これが途中のExamも一つと数えると13週分。まぁ三ヶ月くらいは掛かる計算になるね。

しかもテストがめちゃくちゃ大変。 難しいというのもあるのだけど、全体的に言われている場所を探すとかに凄い時間が掛かる。 例えば塩基配列の46765番のAがGに変異しました、 みたいなものに対して、まずこの場所を探すのが大変。 それが何度も続くので辛い。

しかも課題が複合的というか、 家系図を見てgenotypeを予想して各ゲノム配列を見て〜という感じでそれぞれの問いがつながっているので、 一つ終えるのに凄い消耗する。 こりゃ大変だ。

そういえば大学受験の勉強とかでも演習書をやるというのは疲れる事だったなぁ、というのを思い出した。 問題自体がわかっている事でも題意を理解して解く、というだけで結構疲れるのだった。

しかもなんかwebアプリみたいなのでいろいろやる課題が多くて、webアプリの説明を毎回読んで新しいアプリの使い方を学ぶ、 という必要があって、この新しいアプリの使い方を覚えるのも地味に疲れる。 とにかく大変だった。

後半の方は、これ、MITの学生はみんなやってるのかなぁ、と思うくらい大変だったよ。

ただその苦労の甲斐あって、どういうアプリがあってどうやって作業を進められるのか、というのがちゃんと体験できてよかった。

なんかプログラマがこの辺すっ飛ばしてタンパク質構造の予測とかゲノム配列の決定のプログラムの話とかやっても実際の所が良く分からないのだけれど、 こうやってちゃんと手を動かして頑張って課題を解いていくと、どういう道具立てがあるから何が出来れば良いのか、を自分で考えられるようになって良い。

こういうのはやっぱり苦労しないと身につかない所なので、大変なのは意図したデザインと思う。

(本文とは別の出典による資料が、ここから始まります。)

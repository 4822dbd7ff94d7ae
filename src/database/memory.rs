//! In-process backend. Each call takes the lock once, so every store
//! operation is atomic with respect to the others.

use super::store::{CandidateStore, ResultStore, SessionStore, TestStore, UserStore};
use crate::dto::pagination::Page;
use crate::error::{Error, Result};
use crate::models::{
    candidate::Candidate,
    result::AssessmentResult,
    session::{Answer, SessionStatus, TestSession},
    test::{Test, TestType},
    user::User,
};
use async_trait::async_trait;
use chrono::{DateTime, Utc};
use std::collections::HashMap;
use std::sync::{Mutex, MutexGuard};
use uuid::Uuid;

#[derive(Debug, Default)]
struct Tables {
    tests: Vec<Test>,
    sessions: Vec<TestSession>,
    results: Vec<AssessmentResult>,
    candidates: Vec<Candidate>,
    users: HashMap<Uuid, User>,
}

#[derive(Debug, Default)]
pub struct MemoryStore {
    tables: Mutex<Tables>,
}

impl MemoryStore {
    pub fn new() -> Self {
        Self::default()
    }

    fn lock(&self) -> MutexGuard<'_, Tables> {
        self.tables.lock().unwrap_or_else(|poisoned| poisoned.into_inner())
    }
}

fn paginate<T: Clone>(rows: &[T], page: Page) -> (Vec<T>, i64) {
    let total = rows.len() as i64;
    let items = rows
        .iter()
        .skip(page.offset() as usize)
        .take(page.limit as usize)
        .cloned()
        .collect();
    (items, total)
}

#[async_trait]
impl TestStore for MemoryStore {
    async fn insert_test(&self, test: &Test) -> Result<Test> {
        let mut t = self.lock();
        if t.tests.iter().any(|x| x.id == test.id) {
            return Err(Error::Conflict(format!("Test {} already exists", test.id)));
        }
        t.tests.push(test.clone());
        Ok(test.clone())
    }

    async fn find_test(&self, id: Uuid) -> Result<Option<Test>> {
        Ok(self.lock().tests.iter().find(|x| x.id == id).cloned())
    }

    async fn update_test(&self, test: &Test) -> Result<Option<Test>> {
        let mut t = self.lock();
        match t.tests.iter_mut().find(|x| x.id == test.id) {
            Some(slot) => {
                *slot = test.clone();
                Ok(Some(slot.clone()))
            }
            None => Ok(None),
        }
    }

    async fn deactivate_test(&self, id: Uuid) -> Result<bool> {
        let mut t = self.lock();
        match t.tests.iter_mut().find(|x| x.id == id) {
            Some(slot) => {
                slot.is_active = false;
                slot.updated_at = Utc::now();
                Ok(true)
            }
            None => Ok(false),
        }
    }

    async fn list_active_tests(&self, page: Page) -> Result<(Vec<Test>, i64)> {
        let t = self.lock();
        let active: Vec<Test> = t.tests.iter().filter(|x| x.is_active).cloned().collect();
        Ok(paginate(&active, page))
    }

    async fn list_published_by_type(&self, test_type: TestType) -> Result<Vec<Test>> {
        Ok(self
            .lock()
            .tests
            .iter()
            .filter(|x| x.test_type == test_type && x.is_active && x.is_published)
            .cloned()
            .collect())
    }
}

#[async_trait]
impl SessionStore for MemoryStore {
    async fn insert_session(&self, session: &TestSession) -> Result<TestSession> {
        let mut t = self.lock();
        if t.sessions.iter().any(|x| x.session_code == session.session_code) {
            return Err(Error::Conflict(format!(
                "Session code {} already in use",
                session.session_code
            )));
        }
        t.sessions.push(session.clone());
        Ok(session.clone())
    }

    async fn find_session(&self, id: Uuid) -> Result<Option<TestSession>> {
        Ok(self.lock().sessions.iter().find(|x| x.id == id).cloned())
    }

    async fn session_code_exists(&self, code: &str) -> Result<bool> {
        Ok(self.lock().sessions.iter().any(|x| x.session_code == code))
    }

    async fn list_sessions(&self, page: Page) -> Result<(Vec<TestSession>, i64)> {
        Ok(paginate(&self.lock().sessions, page))
    }

    async fn count_sessions(&self, status: Option<SessionStatus>) -> Result<i64> {
        let t = self.lock();
        let n = t
            .sessions
            .iter()
            .filter(|x| status.map_or(true, |s| x.status == s))
            .count();
        Ok(n as i64)
    }

    async fn save_transition(
        &self,
        session: &TestSession,
        expected: SessionStatus,
    ) -> Result<Option<TestSession>> {
        let mut t = self.lock();
        let Some(slot) = t
            .sessions
            .iter_mut()
            .find(|x| {
                x.id == session.id
                    && x.status == expected
                    && x.answers.len() == session.answers.len()
            })
        else {
            return Ok(None);
        };
        slot.status = session.status;
        slot.started_at = session.started_at;
        slot.completed_at = session.completed_at;
        slot.score = session.score.clone();
        slot.updated_at = Utc::now();
        Ok(Some(slot.clone()))
    }

    async fn append_answer(
        &self,
        session_id: Uuid,
        answer: &Answer,
        required: SessionStatus,
    ) -> Result<Option<TestSession>> {
        let mut t = self.lock();
        let Some(slot) = t
            .sessions
            .iter_mut()
            .find(|x| x.id == session_id && x.status == required)
        else {
            return Ok(None);
        };
        slot.answers.push(answer.clone());
        slot.updated_at = Utc::now();
        Ok(Some(slot.clone()))
    }
}

#[async_trait]
impl ResultStore for MemoryStore {
    async fn insert_result(&self, result: &AssessmentResult) -> Result<AssessmentResult> {
        let mut t = self.lock();
        if t.results.iter().any(|x| x.session_id == result.session_id) {
            return Err(Error::Conflict(format!(
                "Result already exists for session {}",
                result.session_id
            )));
        }
        t.results.push(result.clone());
        Ok(result.clone())
    }

    async fn find_result(&self, id: Uuid) -> Result<Option<AssessmentResult>> {
        Ok(self.lock().results.iter().find(|x| x.id == id).cloned())
    }

    async fn list_results(&self, page: Page) -> Result<(Vec<AssessmentResult>, i64)> {
        Ok(paginate(&self.lock().results, page))
    }

    async fn list_results_by_candidate(
        &self,
        candidate_id: Uuid,
    ) -> Result<Vec<AssessmentResult>> {
        let t = self.lock();
        let mut rows: Vec<AssessmentResult> = t
            .results
            .iter()
            .filter(|x| x.candidate_id == candidate_id)
            .cloned()
            .collect();
        rows.sort_by(|a, b| b.created_at.cmp(&a.created_at));
        Ok(rows)
    }

    async fn list_results_by_type(
        &self,
        test_type: Option<TestType>,
    ) -> Result<Vec<AssessmentResult>> {
        Ok(self
            .lock()
            .results
            .iter()
            .filter(|x| test_type.map_or(true, |tt| x.test_type == tt))
            .cloned()
            .collect())
    }

    async fn count_results(&self, passed: Option<bool>) -> Result<i64> {
        let t = self.lock();
        let n = t
            .results
            .iter()
            .filter(|x| passed.map_or(true, |p| x.score.passed == p))
            .count();
        Ok(n as i64)
    }

    async fn mark_verified(&self, id: Uuid) -> Result<Option<AssessmentResult>> {
        let mut t = self.lock();
        Ok(t.results.iter_mut().find(|x| x.id == id).map(|slot| {
            slot.is_verified = true;
            slot.updated_at = Utc::now();
            slot.clone()
        }))
    }
}

#[async_trait]
impl CandidateStore for MemoryStore {
    async fn insert_candidate(&self, candidate: &Candidate) -> Result<Candidate> {
        let mut t = self.lock();
        if t.candidates.iter().any(|x| x.user_id == candidate.user_id) {
            return Err(Error::Conflict(format!(
                "Candidate profile already exists for user {}",
                candidate.user_id
            )));
        }
        if t
            .candidates
            .iter()
            .any(|x| x.application_number == candidate.application_number)
        {
            return Err(Error::Conflict(format!(
                "Application number {} already in use",
                candidate.application_number
            )));
        }
        t.candidates.push(candidate.clone());
        Ok(candidate.clone())
    }

    async fn find_candidate(&self, id: Uuid) -> Result<Option<Candidate>> {
        Ok(self.lock().candidates.iter().find(|x| x.id == id).cloned())
    }

    async fn update_candidate(&self, candidate: &Candidate) -> Result<Option<Candidate>> {
        let mut t = self.lock();
        Ok(t
            .candidates
            .iter_mut()
            .find(|x| x.id == candidate.id)
            .map(|slot| {
                *slot = candidate.clone();
                slot.clone()
            }))
    }

    async fn delete_candidate(&self, id: Uuid) -> Result<bool> {
        let mut t = self.lock();
        let before = t.candidates.len();
        t.candidates.retain(|x| x.id != id);
        Ok(t.candidates.len() != before)
    }

    async fn list_candidates(&self, page: Page) -> Result<(Vec<Candidate>, i64)> {
        Ok(paginate(&self.lock().candidates, page))
    }

    async fn count_candidates(&self) -> Result<i64> {
        Ok(self.lock().candidates.len() as i64)
    }

    async fn application_number_exists(&self, number: &str) -> Result<bool> {
        Ok(self
            .lock()
            .candidates
            .iter()
            .any(|x| x.application_number == number))
    }
}

#[async_trait]
impl UserStore for MemoryStore {
    async fn insert_user(&self, user: &User) -> Result<User> {
        let mut t = self.lock();
        if t
            .users
            .values()
            .any(|x| x.email == user.email || x.username == user.username)
        {
            return Err(Error::Conflict("User already exists".to_string()));
        }
        t.users.insert(user.id, user.clone());
        Ok(user.clone())
    }

    async fn find_user(&self, id: Uuid) -> Result<Option<User>> {
        Ok(self.lock().users.get(&id).cloned())
    }

    async fn find_user_by_email(&self, email: &str) -> Result<Option<User>> {
        Ok(self.lock().users.values().find(|x| x.email == email).cloned())
    }

    async fn user_exists(&self, email: &str, username: &str) -> Result<bool> {
        Ok(self
            .lock()
            .users
            .values()
            .any(|x| x.email == email || x.username == username))
    }

    async fn touch_last_login(&self, id: Uuid, at: DateTime<Utc>) -> Result<()> {
        if let Some(user) = self.lock().users.get_mut(&id) {
            user.last_login_at = Some(at);
        }
        Ok(())
    }
}

#[cfg(test)]
mod tests {
    use super::*;
    use crate::models::session::Score;
    use serde_json::json;

    fn session(code: &str, status: SessionStatus) -> TestSession {
        let now = Utc::now();
        TestSession {
            id: Uuid::new_v4(),
            session_code: code.to_string(),
            candidate_id: Uuid::new_v4(),
            test_id: Uuid::new_v4(),
            status,
            started_at: None,
            completed_at: None,
            answers: Vec::new(),
            score: None,
            created_at: now,
            updated_at: now,
        }
    }

    #[tokio::test]
    async fn transition_is_refused_when_status_moved_on() {
        let store = MemoryStore::new();
        let stored = store
            .insert_session(&session("SES-1", SessionStatus::InProgress))
            .await
            .unwrap();

        let mut next = stored.clone();
        next.status = SessionStatus::Completed;
        let stale = store
            .save_transition(&next, SessionStatus::Scheduled)
            .await
            .unwrap();
        assert!(stale.is_none());

        let applied = store
            .save_transition(&next, SessionStatus::InProgress)
            .await
            .unwrap()
            .unwrap();
        assert_eq!(applied.status, SessionStatus::Completed);
    }

    #[tokio::test]
    async fn transition_is_refused_when_answers_grew() {
        let store = MemoryStore::new();
        let stored = store
            .insert_session(&session("SES-3", SessionStatus::InProgress))
            .await
            .unwrap();

        let answer = Answer {
            question_id: Uuid::new_v4(),
            selected_answer: json!("A"),
            is_correct: true,
            time_taken: 0,
            score: 50,
        };
        store
            .append_answer(stored.id, &answer, SessionStatus::InProgress)
            .await
            .unwrap()
            .unwrap();

        let mut scored_from_stale = stored.clone();
        scored_from_stale.status = SessionStatus::Completed;
        scored_from_stale.score = Some(Score::default());
        let refused = store
            .save_transition(&scored_from_stale, SessionStatus::InProgress)
            .await
            .unwrap();
        assert!(refused.is_none());

        let current = store.find_session(stored.id).await.unwrap().unwrap();
        assert_eq!(current.status, SessionStatus::InProgress);
        assert_eq!(current.answers.len(), 1);
        assert!(current.score.is_none());

        let mut scored_from_fresh = current.clone();
        scored_from_fresh.status = SessionStatus::Completed;
        scored_from_fresh.score = Some(Score {
            attempted: 1,
            correct: 1,
            obtained_marks: 50,
            ..Score::default()
        });
        let applied = store
            .save_transition(&scored_from_fresh, SessionStatus::InProgress)
            .await
            .unwrap()
            .unwrap();
        assert_eq!(applied.score.unwrap().attempted, applied.answers.len() as i32);
    }

    #[tokio::test]
    async fn append_requires_status() {
        let store = MemoryStore::new();
        let stored = store
            .insert_session(&session("SES-2", SessionStatus::Scheduled))
            .await
            .unwrap();
        let answer = Answer {
            question_id: Uuid::new_v4(),
            selected_answer: json!("A"),
            is_correct: true,
            time_taken: 0,
            score: 1,
        };
        let refused = store
            .append_answer(stored.id, &answer, SessionStatus::InProgress)
            .await
            .unwrap();
        assert!(refused.is_none());
        assert_eq!(store.count_sessions(None).await.unwrap(), 1);
    }

    #[tokio::test]
    async fn duplicate_session_code_conflicts() {
        let store = MemoryStore::new();
        store
            .insert_session(&session("SES-DUP", SessionStatus::Scheduled))
            .await
            .unwrap();
        let err = store
            .insert_session(&session("SES-DUP", SessionStatus::Scheduled))
            .await
            .unwrap_err();
        assert!(matches!(err, Error::Conflict(_)));
        assert!(store.session_code_exists("SES-DUP").await.unwrap());
    }
}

総評:大変だったけど素晴らしいコースだった、受けてよかった

想像以上に苦労したコースだったが、おかげで生物学という分野の全体像というか生物学内の各分野の立ち位置とその関係のような事が良く分かったし、 また生物学自体の知識もとても深まった。 この前に読んだ教科書の良い復習にもなっていたし、 教科書に欠けている事もいろいろと学べて、非常に知識がしっかりとした手応えを感じる。

また、非常に面白かったし、最後のガンの治療とかを見ると、多くの事がちゃんと理解出来るようになっている事が実感できて、 やった甲斐があったなぁ、としみじみと思えた。

いやぁ、生物面白いね。もっと勉強しよう。